_Input material_.

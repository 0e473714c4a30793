//! Side-by-side grading through the service and the comparator.

use std::sync::Arc;

use ndarray::Array3;
use rstest::{fixture, rstest};
use serde_json::json;

use ordinal_grade::compare::{Comparator, HigherConfidence};
use ordinal_grade::inference::{GradingService, PredictionResult};
use ordinal_grade::model::{GradingConfig, ModelMeta};
use ordinal_grade::testing::{FailingBackbone, FixedBackbone};
use ordinal_grade::{ErrorKind, GradeError, SeverityTaxonomy};

fn result(grade: usize, confidence: f32) -> PredictionResult {
    let mut distribution = vec![(1.0 - confidence) / 4.0; 5];
    distribution[grade] = confidence;
    PredictionResult::new(grade, confidence, distribution, vec![])
}

#[rstest]
#[case::agree(result(2, 0.80), result(2, 0.70), true, 0, HigherConfidence::A)]
#[case::disagree_tie(result(1, 0.60), result(3, 0.60), false, 2, HigherConfidence::Tie)]
#[case::b_higher(result(0, 0.40), result(4, 0.90), false, 4, HigherConfidence::B)]
fn comparator_fixtures(
    #[case] a: PredictionResult,
    #[case] b: PredictionResult,
    #[case] grades_match: bool,
    #[case] grade_difference: usize,
    #[case] higher: HigherConfidence,
) {
    let taxonomy = SeverityTaxonomy::kellgren_lawrence();
    let comparison = Comparator::new(&taxonomy).compare(&a, &b);
    assert_eq!(comparison.grades_match, grades_match);
    assert_eq!(comparison.grade_difference, grade_difference);
    assert_eq!(comparison.higher_confidence, higher);
    assert!(!comparison.analysis.is_empty());
}

#[fixture]
fn service() -> GradingService {
    let mut service = GradingService::new(GradingConfig::default()).unwrap();
    service
        .register(
            ModelMeta::ordinal("coral")
                .with_model_type("CORAL Ordinal Regression (EfficientNet-B0)")
                .with_description("EfficientNet-B0 backbone with a CORAL head."),
            Arc::new(FixedBackbone::new(vec![0.95, 0.85, 0.2, 0.05])),
        )
        .unwrap();
    service
        .register(
            ModelMeta::categorical("resnet50").with_model_type("ResNet50 Classification"),
            Arc::new(FixedBackbone::new(vec![0.05, 0.15, 0.2, 0.5, 0.1])),
        )
        .unwrap();
    service
        .register(
            ModelMeta::categorical("broken"),
            Arc::new(FailingBackbone::new("weights file missing")),
        )
        .unwrap();
    service
}

fn image() -> Array3<f32> {
    Array3::from_elem((3, 16, 16), 0.5)
}

#[rstest]
fn disagreement_recommends_ordinal_model(service: GradingService) {
    let report = service.compare("coral", "resnet50", image().view());
    let comparison = report.comparison.expect("both sides succeeded");

    assert!(!comparison.grades_match);
    assert_eq!(comparison.grade_difference, 1);
    // 0.85 - 0.2 vs 0.5
    assert_eq!(comparison.higher_confidence, HigherConfidence::A);
    assert!(comparison.analysis.contains("Grade 2 (Mild)"));
    assert!(comparison.analysis.contains("Grade 3 (Moderate)"));
    assert!(comparison
        .analysis
        .contains("CORAL Ordinal Regression (EfficientNet-B0) is ordinal-aware"));
}

#[rstest]
fn failing_side_keeps_other_result(service: GradingService) {
    let report = service.compare("broken", "coral", image().view());

    assert!(report.comparison.is_none());
    let failure = report.a.error().expect("side A failed");
    assert_eq!(failure.kind, ErrorKind::Upstream);
    assert!(failure.error.contains("weights file missing"));

    let coral = report.b.report().expect("side B succeeded");
    assert_eq!(coral.prediction.grade(), 2);
    assert_eq!(coral.severity, "Mild");
}

#[rstest]
fn unknown_model_is_reported_not_raised(service: GradingService) {
    let report = service.compare("coral", "densenet", image().view());
    assert!(report.comparison.is_none());
    assert!(report.a.report().is_some());
    assert_eq!(report.b.error().map(|e| e.kind), Some(ErrorKind::Upstream));
}

#[rstest]
fn dual_report_json_shape(service: GradingService) {
    let report = service.compare("coral", "broken", image().view());
    let value = serde_json::to_value(&report).unwrap();

    assert_eq!(value["a"]["model"], json!("coral"));
    assert_eq!(value["a"]["severity"], json!("Mild"));
    assert_eq!(
        value["a"]["model_description"],
        json!("EfficientNet-B0 backbone with a CORAL head.")
    );
    assert_eq!(value["b"]["kind"], json!("upstream"));
    assert!(value["comparison"].is_null());

    let report = service.compare("coral", "resnet50", image().view());
    let value = serde_json::to_value(&report).unwrap();
    assert_eq!(value["comparison"]["higher_confidence"], json!("A"));
    assert_eq!(value["comparison"]["grades_match"], json!(false));
}

#[rstest]
fn grade_errors_propagate(service: GradingService) {
    let err = service.grade("broken", image().view()).unwrap_err();
    assert!(matches!(err, GradeError::UpstreamUnavailable { ref model, .. } if model == "broken"));
}

#[rstest]
fn health_flags_each_model(service: GradingService) {
    let health = service.health();
    assert!(health.healthy);
    let names: Vec<_> = health.models.iter().map(|m| m.name.as_str()).collect();
    assert_eq!(names, vec!["coral", "resnet50", "broken"]);
}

_Exercise_.
What is the number of lines in the data that hold the string "compare"? Answer with the number only.

_Solution to the exercise_.
7